Task objective:
Across the entries, how many lines have the string "NULL" in them? Reply with only a number.

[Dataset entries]
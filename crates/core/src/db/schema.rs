//! Database schema definitions and migration runner.
//!
//! Migrations are SQL strings applied in order; the SQLite `user_version`
//! pragma records which ones have run.

use rusqlite::Connection;
use tracing::{debug, info};

use crate::errors::DatabaseError;

/// All migrations, in order. Each entry is `(version, description, sql)`.
static MIGRATIONS: &[(u32, &str, &str)] = &[(
    1,
    "key-value state",
    r#"
        CREATE TABLE IF NOT EXISTS kv_state (
            key         TEXT PRIMARY KEY,
            value       TEXT NOT NULL,
            updated_at  TEXT NOT NULL
        );
        "#,
)];

/// Run all pending migrations against `conn`.
pub fn run_migrations(conn: &Connection) -> Result<(), DatabaseError> {
    let current_version = get_schema_version(conn)?;
    info!(
        current_version,
        target_version = MIGRATIONS.last().map(|m| m.0).unwrap_or(0),
        "checking database migrations"
    );

    for &(version, description, sql) in MIGRATIONS {
        if version > current_version {
            info!(version, description, "applying migration");
            conn.execute_batch(sql)
                .map_err(|e| DatabaseError::MigrationFailed {
                    version,
                    detail: e.to_string(),
                })?;
            set_schema_version(conn, version)?;
            debug!(version, "migration applied successfully");
        }
    }

    Ok(())
}

fn get_schema_version(conn: &Connection) -> Result<u32, DatabaseError> {
    let version: u32 = conn.pragma_query_value(None, "user_version", |row| row.get(0))?;
    Ok(version)
}

fn set_schema_version(conn: &Connection, version: u32) -> Result<(), DatabaseError> {
    conn.pragma_update(None, "user_version", version)?;
    Ok(())
}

Solved exercise:
2